2021 Fall AMC 10A Problems/Problem 7

Problem

As shown in the figure below, point $E$ lies on the opposite half-plane determined by line $CD$ from point $A$ so that $\angle CDE = 110^\circ$ . Point $F$ lies on $\overline{AD}$ so that $DE=DF$ , and $ABCD$ is a square. What is the degree measure of $\angle AFE$ ?
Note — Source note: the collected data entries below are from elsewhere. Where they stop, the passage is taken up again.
use std::path::PathBuf;

use crate::report::Stage;

/// Failure of a single external tool invocation.
#[derive(thiserror::Error, Debug)]
pub enum ToolError {
    #[error("failed to run `{program}`: {source}")]
    Spawn {
        program: String,
        #[source]
        source: std::io::Error,
    },
    #[error("`{program}` exited with {status}: {stderr}")]
    Status {
        program: String,
        status: String,
        stderr: String,
    },
    #[error("`{program}` produced unusable output: {reason}")]
    Output { program: String, reason: String },
    #[error("I/O error on {path}: {source}")]
    Io {
        path: PathBuf,
        #[source]
        source: std::io::Error,
    },
}

/// A recoverable failure of one pipeline stage for one track.
#[derive(thiserror::Error, Debug)]
pub enum StageError {
    #[error("cover extraction failed: {0}")]
    ExtractionFailed(#[source] ToolError),
    #[error("cover crop failed: {0}")]
    CropFailed(#[source] ToolError),
    /// The batch cover could not be handed to or taken from a track.
    #[error("batch cover unavailable: {0}")]
    FallbackFailed(#[source] ToolError),
    #[error("cover injection failed: {0}")]
    InjectionFailed(#[source] ToolError),
    #[error("transcode failed: {0}")]
    TranscodeFailed(#[source] ToolError),
    #[error("verification failed for {path}: {source}")]
    VerificationFailed {
        path: PathBuf,
        #[source]
        source: ToolError,
    },
    #[error("could not move {from} into place: {source}")]
    FinalizeFailed {
        from: PathBuf,
        #[source]
        source: std::io::Error,
    },
}

impl StageError {
    /// The pipeline stage this failure belongs to.
    pub fn stage(&self) -> Stage {
        match self {
            StageError::ExtractionFailed(_)
            | StageError::CropFailed(_)
            | StageError::FallbackFailed(_) => Stage::Cover,
            StageError::InjectionFailed(_) => Stage::Inject,
            StageError::TranscodeFailed(_) => Stage::Transcode,
            StageError::VerificationFailed { .. } => Stage::Verify,
            StageError::FinalizeFailed { .. } => Stage::Finalize,
        }
    }
}

#[derive(thiserror::Error, Debug)]
pub enum Error {
    #[error("Invalid options: {0}")]
    InvalidOptions(String),
    #[error("I/O error on {path}: {source}")]
    Io {
        path: PathBuf,
        #[source]
        source: std::io::Error,
    },
    #[error("Required tool `{tool}` is not available: {source}")]
    DependencyMissing {
        tool: String,
        #[source]
        source: ToolError,
    },
    #[error("Acquisition failed: {0}")]
    AcquisitionFailed(String),
    #[error("{0} track stage(s) failed")]
    TracksFailed(usize),
}
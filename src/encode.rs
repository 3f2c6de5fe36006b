use std::fs;
use std::path::Path;

use log::{debug, info};

use crate::config::{BatchConfig, Bitrate};
use crate::cover::CoverArtState;
use crate::error::{StageError, ToolError};
use crate::tools::MediaTools;
use crate::track::Track;

/// Encodes the track to constant-bitrate opus at its temporary path.
pub fn transcode(track: &Track, bitrate: Bitrate, tools: &impl MediaTools) -> Result<(), StageError> {
    debug!("Transcoding {} at {}", track.display_name(), bitrate);
    tools
        .transcode(track.source(), track.temp_path(), bitrate)
        .map_err(StageError::TranscodeFailed)
}

/// Embeds the resolved cover into `target`.
///
/// Succeeds without doing anything when covers are skipped or none was
/// resolved. The tag tool only sees bare file names inside one directory, so
/// a cover living elsewhere is first copied next to `target`.
pub fn inject(
    cover: &CoverArtState,
    target: &Path,
    config: &BatchConfig,
    tools: &impl MediaTools,
) -> Result<(), StageError> {
    if config.skip_cover_art {
        return Ok(());
    }
    let Some(cover_path) = cover.cover() else {
        return Ok(());
    };

    let dir = target.parent().unwrap_or(Path::new(""));
    let (Some(cover_name), Some(target_name)) = (cover_path.file_name(), target.file_name())
    else {
        return Err(StageError::InjectionFailed(ToolError::Output {
            program: config.tools.tagger.clone(),
            reason: format!("cannot name {:?} or {:?}", cover_path, target),
        }));
    };
    let cover_name = cover_name.to_string_lossy().into_owned();
    let target_name = target_name.to_string_lossy().into_owned();

    let staged = dir.join(&cover_name);
    let needs_staging = cover_path.parent().unwrap_or(Path::new("")) != dir;
    if needs_staging {
        fs::copy(cover_path, &staged).map_err(|e| {
            StageError::InjectionFailed(ToolError::Io {
                path: staged.clone(),
                source: e,
            })
        })?;
    }

    let result = tools.inject_cover(dir, &cover_name, &target_name);
    if needs_staging {
        _ = fs::remove_file(&staged);
    }
    result.map_err(StageError::InjectionFailed)?;
    info!("Embedded cover into {}", target_name);
    Ok(())
}

#[cfg(test)]
mod tests {
    use super::*;
    use crate::cover::CoverOutcome;
    use crate::testing::{Call, MockTools};

    fn track_in(dir: &Path, name: &str) -> Track {
        let path = dir.join(name);
        fs::write(&path, b"pcm").unwrap();
        Track::new(path, dir.join("out")).unwrap()
    }

    fn cover_state(track: &Track, outcome: CoverOutcome) -> CoverArtState {
        fs::write(track.cropped_cover_path(), b"square").unwrap();
        CoverArtState {
            extracted: track.extracted_cover_path("jpg"),
            cropped: track.cropped_cover_path(),
            outcome,
        }
    }

    #[test]
    fn transcode_writes_temp_file_at_bitrate() {
        let dir = tempfile::tempdir().unwrap();
        let track = track_in(dir.path(), "song.flac");
        let bitrate: Bitrate = "96k".parse().unwrap();
        transcode(&track, bitrate, &MockTools::new()).unwrap();
        assert_eq!(fs::read(track.temp_path()).unwrap(), b"opus@96k:pcm");
    }

    #[test]
    fn transcode_failure_is_typed() {
        let dir = tempfile::tempdir().unwrap();
        let track = track_in(dir.path(), "song.flac");
        let tools = MockTools::new().fail_transcode("song");
        assert!(matches!(
            transcode(&track, Bitrate::default(), &tools),
            Err(StageError::TranscodeFailed(_))
        ));
    }

    #[test]
    fn unavailable_cover_is_a_no_op() {
        let dir = tempfile::tempdir().unwrap();
        let track = track_in(dir.path(), "song.mp3");
        let state = cover_state(&track, CoverOutcome::Unavailable);
        let tools = MockTools::new();
        inject(&state, track.temp_path(), &BatchConfig::default(), &tools).unwrap();
        assert!(tools.calls().is_empty());
    }

    #[test]
    fn skipped_cover_art_is_a_no_op() {
        let dir = tempfile::tempdir().unwrap();
        let track = track_in(dir.path(), "song.mp3");
        let state = cover_state(&track, CoverOutcome::Extracted);
        let config = BatchConfig {
            skip_cover_art: true,
            ..Default::default()
        };
        let tools = MockTools::new();
        inject(&state, track.temp_path(), &config, &tools).unwrap();
        assert!(tools.calls().is_empty());
    }

    #[test]
    fn injects_co_located_cover() {
        let dir = tempfile::tempdir().unwrap();
        let track = track_in(dir.path(), "song.mp3");
        transcode(&track, Bitrate::default(), &MockTools::new()).unwrap();
        let state = cover_state(&track, CoverOutcome::Extracted);
        let tools = MockTools::new();
        inject(&state, track.temp_path(), &BatchConfig::default(), &tools).unwrap();
        assert_eq!(
            tools.calls(),
            [Call::Inject {
                track: "song".into(),
                cover: b"square".to_vec(),
            }]
        );
    }

    #[test]
    fn stages_cover_from_another_directory() {
        let dir = tempfile::tempdir().unwrap();
        let elsewhere = tempfile::tempdir().unwrap();
        let track = track_in(dir.path(), "song.mp3");
        transcode(&track, Bitrate::default(), &MockTools::new()).unwrap();
        let cropped = elsewhere.path().join("song.cover-square.jpg");
        fs::write(&cropped, b"remote").unwrap();
        let state = CoverArtState {
            extracted: elsewhere.path().join("song.cover-extract.jpg"),
            cropped,
            outcome: CoverOutcome::FallbackUsed,
        };
        let tools = MockTools::new();
        inject(&state, track.temp_path(), &BatchConfig::default(), &tools).unwrap();
        assert_eq!(tools.injected(), [("song".to_string(), b"remote".to_vec())]);
        assert!(!dir.path().join("song.cover-square.jpg").exists());
    }

    #[test]
    fn injection_failure_is_typed() {
        let dir = tempfile::tempdir().unwrap();
        let track = track_in(dir.path(), "song.mp3");
        transcode(&track, Bitrate::default(), &MockTools::new()).unwrap();
        let state = cover_state(&track, CoverOutcome::Extracted);
        let tools = MockTools::new().fail_inject("song");
        assert!(matches!(
            inject(&state, track.temp_path(), &BatchConfig::default(), &tools),
            Err(StageError::InjectionFailed(_))
        ));
    }
}
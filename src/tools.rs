use std::path::Path;
use std::process::{Command, Output, Stdio};

use log::debug;

use crate::config::{Bitrate, Toolchain};
use crate::cover::{Dimensions, SquareCrop};
use crate::error::ToolError;

/// The external processing tools the pipeline drives.
///
/// Every method maps one tool invocation to an explicit result, so no caller
/// ever inspects an exit status after the fact.
pub trait MediaTools: Send + Sync {
    /// Codec name of the first attached picture stream, if the track has one.
    fn probe_cover_codec(&self, track: &Path) -> Result<Option<String>, ToolError>;

    /// Copies the attached picture of `track` to `output` without re-encoding.
    fn extract_cover(&self, track: &Path, output: &Path) -> Result<(), ToolError>;

    fn probe_dimensions(&self, image: &Path) -> Result<Dimensions, ToolError>;

    /// Cuts `crop` out of `input` and writes it, resized, to `output`.
    fn crop_cover(&self, input: &Path, output: &Path, crop: &SquareCrop) -> Result<(), ToolError>;

    /// Encodes `input` to constant-bitrate opus at `output`, keeping tags.
    fn transcode(&self, input: &Path, output: &Path, bitrate: Bitrate) -> Result<(), ToolError>;

    /// Embeds `cover_name` into `target_name`. Both are bare file names inside `dir`.
    fn inject_cover(&self, dir: &Path, cover_name: &str, target_name: &str)
    -> Result<(), ToolError>;

    /// Structural integrity check of an encoded file.
    fn verify(&self, path: &Path) -> Result<(), ToolError>;
}

/// Runs a prepared command to completion and fails on a nonzero exit.
pub(crate) fn run(program: &str, command: &mut Command) -> Result<Output, ToolError> {
    debug!("Running {:?}", command);
    let output = command
        .stdin(Stdio::null())
        .output()
        .map_err(|e| ToolError::Spawn {
            program: program.to_string(),
            source: e,
        })?;
    if !output.status.success() {
        return Err(ToolError::Status {
            program: program.to_string(),
            status: output.status.to_string(),
            stderr: String::from_utf8_lossy(&output.stderr).trim().to_string(),
        });
    }
    Ok(output)
}

/// Fails unless `path` exists and holds at least one byte.
pub(crate) fn ensure_nonempty(program: &str, path: &Path) -> Result<(), ToolError> {
    match path.metadata() {
        Ok(meta) if meta.len() > 0 => Ok(()),
        Ok(_) => Err(ToolError::Output {
            program: program.to_string(),
            reason: format!("{} is empty", path.display()),
        }),
        Err(e) => Err(ToolError::Io {
            path: path.to_path_buf(),
            source: e,
        }),
    }
}

/// Parses `ffprobe` csv output such as `600x400`.
fn parse_dimensions(program: &str, stdout: &str) -> Result<Dimensions, ToolError> {
    let line = stdout.lines().next().unwrap_or_default().trim();
    let invalid = || ToolError::Output {
        program: program.to_string(),
        reason: format!("unexpected dimensions {:?}", line),
    };
    let (w, h) = line.split_once('x').ok_or_else(invalid)?;
    Ok(Dimensions {
        width: w.trim().parse().map_err(|_| invalid())?,
        height: h.trim().parse().map_err(|_| invalid())?,
    })
}

/// `ffmpeg`, `ffprobe` and `kid3-cli` invoked as child processes.
#[derive(Debug, Clone, Default)]
pub struct ExternalTools {
    toolchain: Toolchain,
}

impl ExternalTools {
    pub fn new(toolchain: Toolchain) -> Self {
        Self { toolchain }
    }

    fn ffmpeg(&self) -> Command {
        let mut command = Command::new(&self.toolchain.ffmpeg);
        command.args(["-hide_banner", "-nostdin", "-y", "-loglevel", "error"]);
        command
    }

    fn ffprobe(&self) -> Command {
        let mut command = Command::new(&self.toolchain.ffprobe);
        command.args(["-v", "error", "-select_streams", "v:0"]);
        command
    }
}

impl MediaTools for ExternalTools {
    fn probe_cover_codec(&self, track: &Path) -> Result<Option<String>, ToolError> {
        let output = run(
            &self.toolchain.ffprobe,
            self.ffprobe()
                .args(["-show_entries", "stream=codec_name"])
                .args(["-of", "default=noprint_wrappers=1:nokey=1"])
                .arg(track),
        )?;
        let codec = String::from_utf8_lossy(&output.stdout)
            .lines()
            .next()
            .unwrap_or_default()
            .trim()
            .to_string();
        Ok((!codec.is_empty()).then_some(codec))
    }

    fn extract_cover(&self, track: &Path, output: &Path) -> Result<(), ToolError> {
        run(
            &self.toolchain.ffmpeg,
            self.ffmpeg()
                .arg("-i")
                .arg(track)
                .args(["-an", "-map", "0:v:0", "-c", "copy"])
                .arg(output),
        )?;
        ensure_nonempty(&self.toolchain.ffmpeg, output)
    }

    fn probe_dimensions(&self, image: &Path) -> Result<Dimensions, ToolError> {
        let output = run(
            &self.toolchain.ffprobe,
            self.ffprobe()
                .args(["-show_entries", "stream=width,height"])
                .args(["-of", "csv=s=x:p=0"])
                .arg(image),
        )?;
        parse_dimensions(
            &self.toolchain.ffprobe,
            &String::from_utf8_lossy(&output.stdout),
        )
    }

    fn crop_cover(&self, input: &Path, output: &Path, crop: &SquareCrop) -> Result<(), ToolError> {
        run(
            &self.toolchain.ffmpeg,
            self.ffmpeg()
                .arg("-i")
                .arg(input)
                .args(["-frames:v", "1", "-vf"])
                .arg(crop.filter())
                .arg(output),
        )?;
        ensure_nonempty(&self.toolchain.ffmpeg, output)
    }

    fn transcode(&self, input: &Path, output: &Path, bitrate: Bitrate) -> Result<(), ToolError> {
        run(
            &self.toolchain.ffmpeg,
            self.ffmpeg()
                .arg("-i")
                .arg(input)
                .args(["-map", "0:a", "-map_metadata", "0", "-c:a", "libopus"])
                .arg("-b:a")
                .arg(bitrate.to_string())
                .args(["-vbr", "off"])
                .arg(output),
        )
        .map(drop)
    }

    fn inject_cover(
        &self,
        dir: &Path,
        cover_name: &str,
        target_name: &str,
    ) -> Result<(), ToolError> {
        // kid3-cli resolves the picture path relative to the target file.
        run(
            &self.toolchain.tagger,
            Command::new(&self.toolchain.tagger)
                .current_dir(dir)
                .arg("-c")
                .arg(format!("set picture:\"{cover_name}\" \"\""))
                .arg(target_name),
        )
        .map(drop)
    }

    fn verify(&self, path: &Path) -> Result<(), ToolError> {
        let output = run(
            &self.toolchain.ffmpeg,
            Command::new(&self.toolchain.ffmpeg)
                .args(["-hide_banner", "-nostdin", "-v", "error", "-i"])
                .arg(path)
                .args(["-f", "null", "-"]),
        )?;
        let diagnostics = String::from_utf8_lossy(&output.stderr);
        if !diagnostics.trim().is_empty() {
            return Err(ToolError::Output {
                program: self.toolchain.ffmpeg.clone(),
                reason: diagnostics.trim().to_string(),
            });
        }
        Ok(())
    }
}

#[cfg(test)]
mod tests {
    use super::*;

    #[test]
    fn parses_probe_dimensions() {
        assert_eq!(
            parse_dimensions("ffprobe", "600x400\n").unwrap(),
            Dimensions {
                width: 600,
                height: 400
            }
        );
        assert!(parse_dimensions("ffprobe", "").is_err());
        assert!(parse_dimensions("ffprobe", "600,400").is_err());
        assert!(parse_dimensions("ffprobe", "wide x tall").is_err());
    }

    #[test]
    fn missing_program_is_a_spawn_error() {
        let err = run(
            "definitely-not-installed-tool",
            &mut Command::new("definitely-not-installed-tool"),
        )
        .unwrap_err();
        assert!(matches!(err, ToolError::Spawn { .. }));
    }

    #[test]
    fn empty_output_is_rejected() {
        let dir = tempfile::tempdir().unwrap();
        let path = dir.path().join("cover.jpg");
        assert!(matches!(
            ensure_nonempty("ffmpeg", &path),
            Err(ToolError::Io { .. })
        ));
        std::fs::write(&path, b"").unwrap();
        assert!(matches!(
            ensure_nonempty("ffmpeg", &path),
            Err(ToolError::Output { .. })
        ));
        std::fs::write(&path, b"jpeg").unwrap();
        assert!(ensure_nonempty("ffmpeg", &path).is_ok());
    }

    #[cfg(unix)]
    mod stubbed {
        use super::*;
        use std::fs;
        use std::os::unix::fs::PermissionsExt;
        use std::path::PathBuf;

        /// Writes an executable shell script standing in for a tool.
        fn stub(dir: &Path, name: &str, body: &str) -> String {
            let path = dir.join(name);
            fs::write(&path, format!("#!/bin/sh\n{body}\n")).unwrap();
            fs::set_permissions(&path, fs::Permissions::from_mode(0o755)).unwrap();
            path.to_string_lossy().into_owned()
        }

        // A freshly written script can briefly fail with ETXTBSY while another
        // test thread forks.
        fn retry<T>(mut f: impl FnMut() -> Result<T, ToolError>) -> Result<T, ToolError> {
            for _ in 0..20 {
                match f() {
                    Err(ToolError::Spawn { source, .. }) if source.raw_os_error() == Some(26) => {
                        std::thread::sleep(std::time::Duration::from_millis(25));
                    }
                    other => return other,
                }
            }
            f()
        }

        /// A tool that records its arguments and working directory, then exits 0.
        fn recorder(dir: &Path) -> (String, PathBuf, PathBuf) {
            let args = dir.join("args.log");
            let cwd = dir.join("cwd.log");
            let program = stub(
                dir,
                "recorder",
                &format!(
                    "pwd -P > '{}'\nprintf '%s\\n' \"$@\" > '{}'",
                    cwd.display(),
                    args.display()
                ),
            );
            (program, args, cwd)
        }

        fn tools(ffmpeg: &str, tagger: &str) -> ExternalTools {
            ExternalTools::new(Toolchain {
                ffmpeg: ffmpeg.to_string(),
                tagger: tagger.to_string(),
                ..Default::default()
            })
        }

        fn recorded_args(path: &Path) -> Vec<String> {
            fs::read_to_string(path)
                .unwrap()
                .lines()
                .map(str::to_string)
                .collect()
        }

        fn has_pair(args: &[String], flag: &str, value: &str) -> bool {
            args.windows(2).any(|w| w[0] == flag && w[1] == value)
        }

        #[test]
        fn transcode_requests_constant_bitrate_opus() {
            let dir = tempfile::tempdir().unwrap();
            let (ffmpeg, args, _) = recorder(dir.path());
            let tools = tools(&ffmpeg, "kid3-cli");
            let bitrate = Bitrate::from_kbps(96).unwrap();

            retry(|| tools.transcode(Path::new("in.flac"), Path::new("out.opus"), bitrate))
                .unwrap();
            let args = recorded_args(&args);
            assert!(has_pair(&args, "-c:a", "libopus"));
            assert!(has_pair(&args, "-b:a", "96k"));
            assert!(has_pair(&args, "-vbr", "off"));
            assert!(has_pair(&args, "-map_metadata", "0"));
            assert!(has_pair(&args, "-i", "in.flac"));
            assert_eq!(args.last().map(String::as_str), Some("out.opus"));
        }

        #[test]
        fn injection_runs_in_the_track_directory_with_bare_names() {
            let dir = tempfile::tempdir().unwrap();
            let (tagger, args, cwd) = recorder(dir.path());
            let target_dir = dir.path().join("album dir");
            fs::create_dir(&target_dir).unwrap();
            let tools = tools("ffmpeg", &tagger);

            retry(|| {
                tools.inject_cover(&target_dir, "x.cover-square.jpg", "x.mp3.finalize-tmp.opus")
            })
            .unwrap();
            assert_eq!(
                fs::read_to_string(&cwd).unwrap().trim(),
                target_dir.canonicalize().unwrap().to_string_lossy()
            );
            assert_eq!(
                recorded_args(&args),
                [
                    "-c",
                    "set picture:\"x.cover-square.jpg\" \"\"",
                    "x.mp3.finalize-tmp.opus"
                ]
            );
        }

        #[test]
        fn verification_fails_on_diagnostics_despite_clean_exit() {
            let dir = tempfile::tempdir().unwrap();
            let noisy = stub(dir.path(), "noisy", "echo 'invalid packet size' >&2");
            let silent = stub(dir.path(), "silent", "exit 0");
            let crashing = stub(dir.path(), "crashing", "exit 1");
            let target = Path::new("a.finalize-tmp.opus");

            match retry(|| tools(&noisy, "kid3-cli").verify(target)) {
                Err(ToolError::Output { reason, .. }) => {
                    assert_eq!(reason, "invalid packet size")
                }
                other => panic!("unexpected {other:?}"),
            }
            assert!(retry(|| tools(&silent, "kid3-cli").verify(target)).is_ok());
            assert!(matches!(
                retry(|| tools(&crashing, "kid3-cli").verify(target)),
                Err(ToolError::Status { .. })
            ));
        }
    }
}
$[asy] usepackage("mathptmx"); size(6cm); pair A = (0,10); label("$A$", A, N); pair B = (0,0); label("$B$", B, S); pair C = (10,0); label("$C$", C, S); pair D = (10,10); label("$D$", D, SW); pair EE = (15,11.8); label("$E$", EE, N); pair F = (3,10); label("$F$", F, N); filldraw(D--arc(D,2.5,270,380)--cycle,lightgray); dot(A^^B^^C^^D^^EE^^F); draw(A--B--C--D--cycle); draw(D--EE--F--cycle); label("$110^\circ$", (15,9), SW); [/asy]$

$\textbf{(A) }160\qquad\textbf{(B) }164\qquad\textbf{(C) }166\qquad\textbf{(D) }170\qquad\textbf{(E) }174$

Solution

By angle subtraction, we have $\angle ADE = 360^\circ - \angle ADC - \angle CDE = 160^\circ.$

Note that $\triangle DEF$ is isosceles, so $\angle EFD = \frac{180^\circ - \angle ADE}{2}=10^\circ.$ Finally, we get $\angle AFE = 180^\circ - \angle EFD = \boxed{\textbf{(D) }170}$ degrees.

~MRENTHUSIASM

Solution 2 (same as Solution 1 but by another user)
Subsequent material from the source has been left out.